TASK: There is material below. Print exactly the lines starting at the line with "fn push_digits(&mut self, buf: &mut" and ending at the line with "or scientific notation)", ends included, and no others.

PROVIDED RECORDS:
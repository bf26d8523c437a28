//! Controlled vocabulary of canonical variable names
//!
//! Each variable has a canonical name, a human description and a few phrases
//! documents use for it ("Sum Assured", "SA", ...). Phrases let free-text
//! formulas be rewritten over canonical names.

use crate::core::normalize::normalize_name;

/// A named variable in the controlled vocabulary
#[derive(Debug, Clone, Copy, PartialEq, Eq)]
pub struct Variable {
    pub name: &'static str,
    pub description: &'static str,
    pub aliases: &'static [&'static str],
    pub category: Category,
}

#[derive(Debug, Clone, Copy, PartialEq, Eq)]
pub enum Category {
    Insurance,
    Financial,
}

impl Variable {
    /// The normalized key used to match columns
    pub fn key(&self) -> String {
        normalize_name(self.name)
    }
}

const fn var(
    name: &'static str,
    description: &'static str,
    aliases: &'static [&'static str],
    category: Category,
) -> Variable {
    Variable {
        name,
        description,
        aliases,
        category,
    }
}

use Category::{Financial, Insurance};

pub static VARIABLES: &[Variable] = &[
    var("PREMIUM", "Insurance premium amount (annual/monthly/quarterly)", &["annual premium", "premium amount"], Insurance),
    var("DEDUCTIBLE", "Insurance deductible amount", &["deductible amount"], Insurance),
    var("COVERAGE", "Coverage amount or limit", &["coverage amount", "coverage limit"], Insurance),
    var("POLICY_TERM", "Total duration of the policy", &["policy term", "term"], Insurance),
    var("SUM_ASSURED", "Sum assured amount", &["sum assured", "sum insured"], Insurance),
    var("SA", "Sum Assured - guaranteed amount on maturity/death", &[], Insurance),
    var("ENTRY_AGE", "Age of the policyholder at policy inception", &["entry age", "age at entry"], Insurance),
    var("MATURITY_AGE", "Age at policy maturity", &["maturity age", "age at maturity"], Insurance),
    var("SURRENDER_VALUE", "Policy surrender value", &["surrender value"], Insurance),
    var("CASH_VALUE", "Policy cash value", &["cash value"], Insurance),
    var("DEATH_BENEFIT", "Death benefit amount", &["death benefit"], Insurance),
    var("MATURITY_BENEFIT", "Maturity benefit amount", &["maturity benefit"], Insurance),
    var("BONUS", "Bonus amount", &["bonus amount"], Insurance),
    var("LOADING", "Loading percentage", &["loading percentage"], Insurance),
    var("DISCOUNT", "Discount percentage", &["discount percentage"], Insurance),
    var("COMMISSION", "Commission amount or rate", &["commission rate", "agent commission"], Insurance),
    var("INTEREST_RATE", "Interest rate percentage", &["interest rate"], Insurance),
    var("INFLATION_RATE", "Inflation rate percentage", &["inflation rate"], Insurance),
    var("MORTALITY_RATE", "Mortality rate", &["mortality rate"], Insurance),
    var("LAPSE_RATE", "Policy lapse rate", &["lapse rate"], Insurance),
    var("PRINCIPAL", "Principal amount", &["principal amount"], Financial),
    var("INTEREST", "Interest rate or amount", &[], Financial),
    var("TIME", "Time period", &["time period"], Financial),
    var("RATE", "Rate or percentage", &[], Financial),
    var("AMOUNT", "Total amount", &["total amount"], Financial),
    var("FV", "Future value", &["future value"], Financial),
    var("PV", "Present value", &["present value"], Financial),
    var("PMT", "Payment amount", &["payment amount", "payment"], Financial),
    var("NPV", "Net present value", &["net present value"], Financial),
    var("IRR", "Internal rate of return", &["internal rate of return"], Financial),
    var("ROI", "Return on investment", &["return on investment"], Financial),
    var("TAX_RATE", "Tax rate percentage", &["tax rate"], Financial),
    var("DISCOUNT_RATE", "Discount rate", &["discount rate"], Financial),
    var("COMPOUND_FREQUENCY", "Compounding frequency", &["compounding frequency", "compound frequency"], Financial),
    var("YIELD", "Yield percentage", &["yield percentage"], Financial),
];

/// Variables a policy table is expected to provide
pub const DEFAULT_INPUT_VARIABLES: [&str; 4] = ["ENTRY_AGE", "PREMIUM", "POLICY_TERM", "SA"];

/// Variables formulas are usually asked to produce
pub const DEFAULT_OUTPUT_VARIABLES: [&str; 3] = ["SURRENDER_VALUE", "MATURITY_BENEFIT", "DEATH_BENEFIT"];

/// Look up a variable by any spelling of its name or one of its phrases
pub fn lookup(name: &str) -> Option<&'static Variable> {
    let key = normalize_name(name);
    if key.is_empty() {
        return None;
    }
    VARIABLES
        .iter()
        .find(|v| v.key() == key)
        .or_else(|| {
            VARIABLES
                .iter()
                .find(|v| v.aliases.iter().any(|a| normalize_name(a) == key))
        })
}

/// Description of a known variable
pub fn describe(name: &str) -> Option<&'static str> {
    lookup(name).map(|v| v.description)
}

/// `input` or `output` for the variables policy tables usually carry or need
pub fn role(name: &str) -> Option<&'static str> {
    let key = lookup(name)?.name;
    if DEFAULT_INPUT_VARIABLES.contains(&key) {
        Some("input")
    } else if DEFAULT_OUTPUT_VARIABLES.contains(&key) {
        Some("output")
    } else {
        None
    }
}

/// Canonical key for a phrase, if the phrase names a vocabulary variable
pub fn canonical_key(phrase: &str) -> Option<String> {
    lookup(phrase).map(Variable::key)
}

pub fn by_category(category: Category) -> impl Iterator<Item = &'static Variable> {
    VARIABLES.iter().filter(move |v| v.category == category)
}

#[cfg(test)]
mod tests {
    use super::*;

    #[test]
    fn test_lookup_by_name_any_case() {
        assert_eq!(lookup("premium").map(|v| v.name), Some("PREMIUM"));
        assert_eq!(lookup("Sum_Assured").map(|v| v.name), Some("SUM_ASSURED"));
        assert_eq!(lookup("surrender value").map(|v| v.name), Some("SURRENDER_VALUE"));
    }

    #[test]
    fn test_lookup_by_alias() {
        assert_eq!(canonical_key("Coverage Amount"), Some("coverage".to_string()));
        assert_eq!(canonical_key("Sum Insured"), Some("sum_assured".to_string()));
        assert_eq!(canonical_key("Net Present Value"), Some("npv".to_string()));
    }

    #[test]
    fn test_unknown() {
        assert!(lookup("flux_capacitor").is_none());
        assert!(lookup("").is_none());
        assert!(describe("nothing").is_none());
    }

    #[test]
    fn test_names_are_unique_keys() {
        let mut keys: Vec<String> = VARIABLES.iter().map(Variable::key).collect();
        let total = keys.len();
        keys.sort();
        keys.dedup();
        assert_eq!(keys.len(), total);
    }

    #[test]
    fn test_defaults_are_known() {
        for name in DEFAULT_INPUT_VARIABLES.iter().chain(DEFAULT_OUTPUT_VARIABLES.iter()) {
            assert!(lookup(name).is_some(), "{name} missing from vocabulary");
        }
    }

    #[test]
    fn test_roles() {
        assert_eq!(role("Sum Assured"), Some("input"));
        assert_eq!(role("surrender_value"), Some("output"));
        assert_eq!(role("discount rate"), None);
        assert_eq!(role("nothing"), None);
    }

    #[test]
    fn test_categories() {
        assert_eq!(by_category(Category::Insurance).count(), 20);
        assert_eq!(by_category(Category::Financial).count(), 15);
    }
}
==
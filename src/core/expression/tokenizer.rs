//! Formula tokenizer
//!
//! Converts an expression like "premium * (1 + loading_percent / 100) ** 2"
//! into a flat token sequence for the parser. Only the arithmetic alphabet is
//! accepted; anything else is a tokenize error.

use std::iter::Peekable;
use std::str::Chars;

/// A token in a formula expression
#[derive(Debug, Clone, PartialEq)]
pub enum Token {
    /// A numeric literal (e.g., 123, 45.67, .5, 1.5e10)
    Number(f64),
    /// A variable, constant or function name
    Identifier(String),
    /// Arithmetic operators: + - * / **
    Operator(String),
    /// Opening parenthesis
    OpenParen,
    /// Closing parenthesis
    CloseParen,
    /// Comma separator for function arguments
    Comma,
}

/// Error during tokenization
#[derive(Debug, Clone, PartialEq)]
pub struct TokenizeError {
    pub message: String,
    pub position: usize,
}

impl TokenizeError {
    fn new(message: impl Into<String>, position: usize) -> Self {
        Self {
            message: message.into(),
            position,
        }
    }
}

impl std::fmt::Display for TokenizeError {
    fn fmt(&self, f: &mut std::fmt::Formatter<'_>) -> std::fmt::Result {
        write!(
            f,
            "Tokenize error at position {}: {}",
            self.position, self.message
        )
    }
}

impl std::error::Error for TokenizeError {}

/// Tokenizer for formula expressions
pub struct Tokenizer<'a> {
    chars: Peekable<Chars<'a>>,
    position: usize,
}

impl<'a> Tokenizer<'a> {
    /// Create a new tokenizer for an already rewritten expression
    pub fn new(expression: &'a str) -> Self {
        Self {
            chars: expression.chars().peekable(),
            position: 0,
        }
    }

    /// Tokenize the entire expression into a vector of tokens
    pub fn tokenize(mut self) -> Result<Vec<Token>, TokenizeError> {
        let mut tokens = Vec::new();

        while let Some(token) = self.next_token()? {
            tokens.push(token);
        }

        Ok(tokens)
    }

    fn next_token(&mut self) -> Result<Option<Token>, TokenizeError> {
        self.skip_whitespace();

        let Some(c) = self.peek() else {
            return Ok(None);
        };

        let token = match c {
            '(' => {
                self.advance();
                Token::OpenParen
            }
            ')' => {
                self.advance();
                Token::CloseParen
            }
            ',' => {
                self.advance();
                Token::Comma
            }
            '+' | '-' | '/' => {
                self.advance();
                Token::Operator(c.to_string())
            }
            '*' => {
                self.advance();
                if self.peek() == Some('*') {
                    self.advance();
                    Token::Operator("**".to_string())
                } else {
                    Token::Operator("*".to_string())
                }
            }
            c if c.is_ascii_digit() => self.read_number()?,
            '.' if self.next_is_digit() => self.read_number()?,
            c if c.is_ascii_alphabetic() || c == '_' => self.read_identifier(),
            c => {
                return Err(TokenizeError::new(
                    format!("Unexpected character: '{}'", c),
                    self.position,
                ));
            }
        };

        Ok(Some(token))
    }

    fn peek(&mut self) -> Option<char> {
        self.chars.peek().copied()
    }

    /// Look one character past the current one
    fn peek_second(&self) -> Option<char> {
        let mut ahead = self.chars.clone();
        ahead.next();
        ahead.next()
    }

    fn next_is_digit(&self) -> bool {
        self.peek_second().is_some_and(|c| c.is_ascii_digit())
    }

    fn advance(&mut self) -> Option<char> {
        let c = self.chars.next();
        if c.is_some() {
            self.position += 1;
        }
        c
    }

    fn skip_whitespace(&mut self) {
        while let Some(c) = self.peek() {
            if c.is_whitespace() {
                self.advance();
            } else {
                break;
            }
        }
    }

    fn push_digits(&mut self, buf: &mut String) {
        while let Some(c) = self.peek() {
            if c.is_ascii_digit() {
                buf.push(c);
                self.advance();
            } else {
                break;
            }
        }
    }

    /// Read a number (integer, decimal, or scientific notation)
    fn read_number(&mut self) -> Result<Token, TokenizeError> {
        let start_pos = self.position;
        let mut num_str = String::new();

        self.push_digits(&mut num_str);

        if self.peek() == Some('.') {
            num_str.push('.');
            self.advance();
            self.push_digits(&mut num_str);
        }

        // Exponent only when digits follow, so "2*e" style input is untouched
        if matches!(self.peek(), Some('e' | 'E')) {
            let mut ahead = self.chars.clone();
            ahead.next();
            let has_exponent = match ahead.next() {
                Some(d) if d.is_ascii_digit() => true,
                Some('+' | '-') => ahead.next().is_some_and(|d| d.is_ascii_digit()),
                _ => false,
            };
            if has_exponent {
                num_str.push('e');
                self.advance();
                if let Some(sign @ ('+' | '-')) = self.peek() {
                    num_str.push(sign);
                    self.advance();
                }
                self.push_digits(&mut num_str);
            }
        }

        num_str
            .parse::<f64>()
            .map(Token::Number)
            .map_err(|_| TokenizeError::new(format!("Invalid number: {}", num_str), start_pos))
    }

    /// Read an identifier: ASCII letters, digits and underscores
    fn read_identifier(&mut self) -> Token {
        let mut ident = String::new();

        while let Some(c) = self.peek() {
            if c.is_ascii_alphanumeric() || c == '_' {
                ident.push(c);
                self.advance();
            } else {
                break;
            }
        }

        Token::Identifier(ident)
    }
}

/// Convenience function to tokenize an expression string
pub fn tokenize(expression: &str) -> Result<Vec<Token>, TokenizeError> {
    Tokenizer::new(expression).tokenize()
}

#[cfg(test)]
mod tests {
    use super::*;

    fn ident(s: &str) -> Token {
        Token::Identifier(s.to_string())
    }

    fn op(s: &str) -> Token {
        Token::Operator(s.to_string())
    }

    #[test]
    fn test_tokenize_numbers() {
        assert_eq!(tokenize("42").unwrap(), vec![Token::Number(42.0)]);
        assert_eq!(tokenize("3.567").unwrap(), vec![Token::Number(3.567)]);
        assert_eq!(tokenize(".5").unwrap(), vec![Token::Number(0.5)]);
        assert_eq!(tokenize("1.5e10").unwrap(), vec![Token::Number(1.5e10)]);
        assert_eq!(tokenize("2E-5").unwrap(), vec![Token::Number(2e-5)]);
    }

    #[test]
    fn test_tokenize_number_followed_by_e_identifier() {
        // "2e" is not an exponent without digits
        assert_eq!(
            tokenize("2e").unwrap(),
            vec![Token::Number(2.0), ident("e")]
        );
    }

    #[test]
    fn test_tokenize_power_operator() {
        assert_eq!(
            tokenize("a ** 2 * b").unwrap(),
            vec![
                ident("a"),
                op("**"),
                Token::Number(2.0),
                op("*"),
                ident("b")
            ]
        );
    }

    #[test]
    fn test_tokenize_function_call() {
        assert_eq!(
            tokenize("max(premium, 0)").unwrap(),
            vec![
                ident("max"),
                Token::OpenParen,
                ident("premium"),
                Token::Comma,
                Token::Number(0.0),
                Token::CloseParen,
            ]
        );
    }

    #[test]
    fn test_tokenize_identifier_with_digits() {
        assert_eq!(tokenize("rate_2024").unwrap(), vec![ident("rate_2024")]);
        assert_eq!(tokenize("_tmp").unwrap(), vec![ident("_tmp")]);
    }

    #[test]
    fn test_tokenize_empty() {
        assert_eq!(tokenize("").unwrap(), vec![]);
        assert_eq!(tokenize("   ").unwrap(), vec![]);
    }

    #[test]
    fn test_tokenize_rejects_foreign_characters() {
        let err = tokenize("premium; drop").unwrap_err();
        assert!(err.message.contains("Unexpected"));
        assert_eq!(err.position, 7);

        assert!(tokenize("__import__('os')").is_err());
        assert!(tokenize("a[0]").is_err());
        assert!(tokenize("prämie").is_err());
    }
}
---
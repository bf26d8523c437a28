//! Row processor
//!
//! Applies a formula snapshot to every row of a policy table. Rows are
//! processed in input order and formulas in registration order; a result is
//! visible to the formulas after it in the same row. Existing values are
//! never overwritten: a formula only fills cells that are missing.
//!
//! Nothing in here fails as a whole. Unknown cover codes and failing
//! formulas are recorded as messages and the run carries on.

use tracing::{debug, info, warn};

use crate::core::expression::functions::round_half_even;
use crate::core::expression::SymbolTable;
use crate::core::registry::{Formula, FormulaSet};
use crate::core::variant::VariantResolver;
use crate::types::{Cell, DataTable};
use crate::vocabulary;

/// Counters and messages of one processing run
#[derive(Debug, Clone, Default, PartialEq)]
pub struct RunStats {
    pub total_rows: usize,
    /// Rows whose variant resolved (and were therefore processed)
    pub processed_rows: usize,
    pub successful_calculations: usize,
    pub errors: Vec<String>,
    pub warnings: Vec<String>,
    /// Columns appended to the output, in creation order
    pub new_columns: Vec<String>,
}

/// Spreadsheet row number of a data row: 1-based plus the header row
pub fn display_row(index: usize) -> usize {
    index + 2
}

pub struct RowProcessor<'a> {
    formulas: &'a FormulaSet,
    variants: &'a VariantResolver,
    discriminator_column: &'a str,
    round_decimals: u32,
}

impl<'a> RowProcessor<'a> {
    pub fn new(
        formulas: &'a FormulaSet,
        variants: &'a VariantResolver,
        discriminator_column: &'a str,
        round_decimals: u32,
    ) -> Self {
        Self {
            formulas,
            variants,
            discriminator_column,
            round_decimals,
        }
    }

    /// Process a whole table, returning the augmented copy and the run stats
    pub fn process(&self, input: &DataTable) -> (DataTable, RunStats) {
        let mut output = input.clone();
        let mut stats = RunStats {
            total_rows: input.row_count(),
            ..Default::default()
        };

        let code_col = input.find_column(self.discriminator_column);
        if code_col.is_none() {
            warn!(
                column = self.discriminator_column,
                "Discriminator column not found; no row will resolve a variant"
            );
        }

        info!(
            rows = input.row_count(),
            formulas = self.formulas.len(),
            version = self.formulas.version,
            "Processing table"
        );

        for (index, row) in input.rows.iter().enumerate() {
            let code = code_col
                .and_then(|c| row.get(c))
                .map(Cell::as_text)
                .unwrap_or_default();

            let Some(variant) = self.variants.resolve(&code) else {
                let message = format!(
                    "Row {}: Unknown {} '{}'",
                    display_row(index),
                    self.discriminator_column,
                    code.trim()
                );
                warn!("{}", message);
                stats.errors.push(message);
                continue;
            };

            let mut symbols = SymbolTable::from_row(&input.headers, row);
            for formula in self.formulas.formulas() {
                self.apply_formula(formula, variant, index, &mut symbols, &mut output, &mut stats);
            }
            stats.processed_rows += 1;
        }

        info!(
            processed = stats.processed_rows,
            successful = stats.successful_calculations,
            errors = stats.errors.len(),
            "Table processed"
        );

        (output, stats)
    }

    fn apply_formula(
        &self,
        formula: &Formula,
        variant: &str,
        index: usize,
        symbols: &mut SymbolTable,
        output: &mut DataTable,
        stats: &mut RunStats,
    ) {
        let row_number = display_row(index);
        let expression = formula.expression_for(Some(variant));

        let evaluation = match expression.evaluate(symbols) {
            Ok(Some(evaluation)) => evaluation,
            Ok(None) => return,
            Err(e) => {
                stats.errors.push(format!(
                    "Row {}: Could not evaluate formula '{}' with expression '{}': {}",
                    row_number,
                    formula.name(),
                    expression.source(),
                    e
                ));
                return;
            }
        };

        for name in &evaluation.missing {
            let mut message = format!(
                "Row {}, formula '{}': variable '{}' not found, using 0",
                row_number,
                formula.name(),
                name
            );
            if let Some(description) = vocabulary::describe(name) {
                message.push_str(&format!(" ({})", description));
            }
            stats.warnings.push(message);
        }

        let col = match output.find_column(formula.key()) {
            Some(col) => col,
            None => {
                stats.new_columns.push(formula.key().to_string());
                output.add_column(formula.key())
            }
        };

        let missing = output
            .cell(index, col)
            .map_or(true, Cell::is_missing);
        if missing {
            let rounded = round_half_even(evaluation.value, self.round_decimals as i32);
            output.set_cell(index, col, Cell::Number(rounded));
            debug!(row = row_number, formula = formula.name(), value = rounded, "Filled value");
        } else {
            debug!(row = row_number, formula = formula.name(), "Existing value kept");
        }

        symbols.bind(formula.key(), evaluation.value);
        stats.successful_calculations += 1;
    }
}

OUTPUT OF THE EXERCISE:
    fn push_digits(&mut self, buf: &mut String) {
        while let Some(c) = self.peek() {
            if c.is_ascii_digit() {
                buf.push(c);
                self.advance();
            } else {
                break;
            }
        }
    }

    /// Read a number (integer, decimal, or scientific notation)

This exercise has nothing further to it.